British thoracic Society Treatment Step classification

Strength classification

The 2019 Adult BTS/SIGN Guidelines[11] present a single value for each level of dosage: low, medium, or high. In practice, many regimens did not perfectly align with these guidelines. As such, conversion of the continuous ICS and ICS/LABA daily dose into the three levels (low, medium, and high) was based on ranges, accommodating all observed values as listed in Appendix E. An additional category is also presented for paediatric treatment (“very low dose”), which is typically around half of the ‘low dose’ value, and would thus fall into the ‘low dose’ range. Medications no longer recommended for prescription (and thus not included in the BTS/SIGN guidelines, such as AeroBec, Beclazone, and Filair) were grouped with other medications of the same drug (such as beclometasone) and inhaler (dry powder inhaler or metered dose inhaler) type.

Medium-dose was assigned from one microgram higher than the low-dose value up to the medium-dose value unless there was no recommended low-dose. In this case, half of the medium-dose value was used as the lower range limit. Similarly, the high-dose category was assigned from one microgram higher than the medium-dose value up to four times the medium-dose value, unless the medium-dose value was missing, in which case half of the high-dose value was used as the lower range limit and twice the high-dose value for the upper range limit. If the medication strength value recorded was above the upper limit of the high-dose level, then the medication strength category ‘unknown’ was assigned.
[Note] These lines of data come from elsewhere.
//! Dependency executor - runs a plan's subtasks in dependency order.
//!
//! # Scheduling
//! - A subtask is eligible once every dependency completed successfully
//! - Eligible subtasks run concurrently, up to the concurrency limit
//! - Among eligible subtasks, plan order decides who starts first
//! - A failed or timed-out subtask marks all transitive dependents skipped;
//!   independent branches keep running
//!
//! # Halting
//! A non-recoverable capability error or a cancellation stops scheduling.
//! Subtasks already in flight run to completion and their results are kept
//! in the partial result set carried by the error.

use std::collections::{BTreeSet, HashMap};
use std::time::{Duration, Instant};

use futures::stream::{FuturesUnordered, StreamExt};
use serde_json::json;

use crate::agents::{Agent, AgentId, AgentKind, ExecutionError, RunContext};
use crate::capability::{Capability, CapabilityError};
use crate::config::Config;
use crate::task::{Artifact, ExecutionResult, Plan, SubTask, SubtaskId};

/// What happened to one capability call.
enum CallOutcome {
    Done(Result<Artifact, CapabilityError>),
    TimedOut,
}

/// Why scheduling stopped early.
enum Halt {
    Fatal { subtask_id: SubtaskId, cause: String },
    Cancelled,
}

/// Executes plans against a capability.
#[derive(Debug, Clone)]
pub struct DependencyExecutor {
    id: AgentId,
    concurrency_limit: usize,
    timeout: Option<Duration>,
}

impl DependencyExecutor {
    pub fn new(config: &Config) -> Self {
        Self {
            id: AgentId::new(),
            concurrency_limit: config.concurrency_limit.max(1),
            timeout: config.subtask_timeout(),
        }
    }

    pub fn with_limits(concurrency_limit: usize, timeout: Option<Duration>) -> Self {
        Self {
            id: AgentId::new(),
            concurrency_limit: concurrency_limit.max(1),
            timeout,
        }
    }

    pub fn concurrency_limit(&self) -> usize {
        self.concurrency_limit
    }

    /// Execute every subtask of `plan`.
    ///
    /// # Returns
    /// One result per subtask, in plan order. Subtasks that never ran
    /// because a dependency failed carry a skipped result.
    ///
    /// # Errors
    /// - `InvalidPlan` before anything runs if the plan is malformed or cyclic
    /// - `Capability` when the capability reports a non-recoverable error
    /// - `Cancelled` when the context is cancelled mid-plan
    pub async fn execute(
        &self,
        plan: &Plan,
        capability: &dyn Capability,
        ctx: &RunContext,
    ) -> Result<Vec<ExecutionResult>, ExecutionError> {
        plan.validate()?;

        let subtasks = plan.subtasks();
        let index: HashMap<SubtaskId, usize> = subtasks
            .iter()
            .enumerate()
            .map(|(i, s)| (s.id(), i))
            .collect();

        let mut waiting_on: Vec<usize> =
            subtasks.iter().map(|s| s.dependencies().len()).collect();
        let mut dependents: Vec<Vec<usize>> = vec![Vec::new(); subtasks.len()];
        for (i, s) in subtasks.iter().enumerate() {
            for dep in s.dependencies() {
                if let Some(&d) = index.get(dep) {
                    dependents[d].push(i);
                }
            }
        }

        let mut ready: BTreeSet<usize> = (0..subtasks.len())
            .filter(|&i| waiting_on[i] == 0)
            .collect();
        let mut results: Vec<Option<ExecutionResult>> = vec![None; subtasks.len()];
        let mut in_flight = FuturesUnordered::new();
        let mut halt: Option<Halt> = None;

        tracing::info!(
            task_id = %plan.task_id(),
            revision = plan.revision(),
            subtasks = subtasks.len(),
            limit = self.concurrency_limit,
            "Executing plan"
        );

        loop {
            while halt.is_none() && in_flight.len() < self.concurrency_limit {
                if ctx.is_cancelled() {
                    halt = Some(Halt::Cancelled);
                    break;
                }
                let Some(i) = ready.pop_first() else {
                    break;
                };
                let subtask = &subtasks[i];
                ctx.emit_start(
                    AgentKind::Executor,
                    Some(subtask.id()),
                    format!("Starting {} subtask: {}", subtask.kind(), subtask.title()),
                    json!({
                        "kind": subtask.kind(),
                        "estimated_secs": subtask.estimated().as_secs_f64(),
                    }),
                );
                in_flight.push(self.call(i, subtask, capability));
            }

            let Some((i, outcome, elapsed)) = in_flight.next().await else {
                break;
            };
            let subtask = &subtasks[i];

            match outcome {
                CallOutcome::Done(Ok(artifact)) => {
                    ctx.emit_success(
                        AgentKind::Executor,
                        Some(subtask.id()),
                        format!("Completed: {}", subtask.title()),
                        json!({
                            "elapsed_ms": elapsed.as_millis() as u64,
                            "summary": &artifact.summary,
                        }),
                    );
                    results[i] = Some(ExecutionResult::completed(subtask, artifact, elapsed));
                    for &next in &dependents[i] {
                        waiting_on[next] -= 1;
                        if waiting_on[next] == 0 && results[next].is_none() {
                            ready.insert(next);
                        }
                    }
                }
                CallOutcome::Done(Err(err)) => {
                    tracing::warn!(subtask_id = %subtask.id(), "Subtask failed: {}", err);
                    ctx.emit_error(
                        AgentKind::Executor,
                        Some(subtask.id()),
                        format!("Failed: {}", subtask.title()),
                        json!({ "error": err.to_string(), "fatal": err.is_fatal() }),
                    );
                    results[i] = Some(ExecutionResult::failed(subtask, err.to_string(), elapsed));
                    if let CapabilityError::Fatal(cause) = err {
                        halt.get_or_insert(Halt::Fatal {
                            subtask_id: subtask.id(),
                            cause,
                        });
                    } else {
                        skip_dependents(plan, subtask, &index, &mut results, ctx);
                    }
                }
                CallOutcome::TimedOut => {
                    let after = self.timeout.unwrap_or(elapsed);
                    tracing::warn!(
                        subtask_id = %subtask.id(),
                        "Subtask timed out after {:?}",
                        after
                    );
                    ctx.emit_error(
                        AgentKind::Executor,
                        Some(subtask.id()),
                        format!("Timed out: {}", subtask.title()),
                        json!({
                            "error": crate::task::TIMED_OUT,
                            "after_ms": after.as_millis() as u64,
                        }),
                    );
                    results[i] = Some(ExecutionResult::timed_out(subtask, elapsed));
                    skip_dependents(plan, subtask, &index, &mut results, ctx);
                }
            }
        }

        let collected: Vec<ExecutionResult> = results.into_iter().flatten().collect();
        match halt {
            None => {
                tracing::info!(
                    task_id = %plan.task_id(),
                    succeeded = collected.iter().filter(|r| r.success).count(),
                    total = collected.len(),
                    "Plan executed"
                );
                Ok(collected)
            }
            Some(Halt::Fatal { subtask_id, cause }) => Err(ExecutionError::Capability {
                subtask_id,
                cause,
                partial: collected,
            }),
            Some(Halt::Cancelled) => {
                tracing::info!(task_id = %plan.task_id(), "Execution cancelled");
                Err(ExecutionError::Cancelled { partial: collected })
            }
        }
    }

    /// Run one capability call under the optional deadline.
    async fn call(
        &self,
        i: usize,
        subtask: &SubTask,
        capability: &dyn Capability,
    ) -> (usize, CallOutcome, Duration) {
        let started = Instant::now();
        let outcome = match self.timeout {
            Some(limit) => match tokio::time::timeout(limit, capability.perform(subtask)).await {
                Ok(result) => CallOutcome::Done(result),
                Err(_) => CallOutcome::TimedOut,
            },
            None => CallOutcome::Done(capability.perform(subtask).await),
        };
        (i, outcome, started.elapsed())
    }
}

impl Agent for DependencyExecutor {
    fn id(&self) -> &AgentId {
        &self.id
    }

    fn kind(&self) -> AgentKind {
        AgentKind::Executor
    }

    fn description(&self) -> &str {
        "Runs plan subtasks in dependency order with bounded concurrency"
    }
}

/// Record a skipped result for every unresolved transitive dependent.
fn skip_dependents(
    plan: &Plan,
    failed: &SubTask,
    index: &HashMap<SubtaskId, usize>,
    results: &mut [Option<ExecutionResult>],
    ctx: &RunContext,
) {
    for id in plan.transitive_dependents(failed.id()) {
        let Some(&j) = index.get(&id) else {
            continue;
        };
        if results[j].is_some() {
            continue;
        }
        let skipped = &plan.subtasks()[j];
        ctx.emit_error(
            AgentKind::Executor,
            Some(skipped.id()),
            format!("Skipped: {}", skipped.title()),
            json!({ "error": crate::task::UPSTREAM_FAILED, "upstream": failed.id() }),
        );
        results[j] = Some(ExecutionResult::skipped(skipped));
    }
}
Asthma regimen classification

Treatment step was calculated on any day on which an individual had a prescription for at least one asthma medication (a prescription day), based on any medications which had been prescribed in the last 120 days. A run-in period of 120 days (January 31st to June 1st, 2009) allowed refills of different medications to be accumulated for the first regimen estimate. However, it is a natural limitation that we are not able to distinguish between a complex regimen, and a sudden change in regimen resulting in new treatments having been added while existing treatments have not been finished.

Regimen to treatment step mapping

There is only one possible regimen at Step 1 (low-dose ICS) for adults, but higher numbers of variants at the higher steps. The 2019 BTS/SIGN guidelines recommend a minimum treatment of as-needed low dose ICS (Step 1), and thus we have categorised regimens without any ICS component as treatment Step 0, as shown in Fig. 1. These include SABA monotherapy, which is only recommended “for those with infrequent short-lived wheeze” [11]. The guidelines highlight that there is some evidence to support the use of ICS alternatives, such as LTRA or theophylline as the primary controller, although they are not listed in the explicit treatment step disambiguation presented in their Fig. 2 [11].

Fig. 1
figure 1

Decision tree demonstrating the implementation of the Adult British Thoracic Society and Scottish Intercollegiate Guidelines Network treatment steps

Notes: ICS = Inhaled CorticoSteroid, LABA = Long-Acting Beta-2 Agonist.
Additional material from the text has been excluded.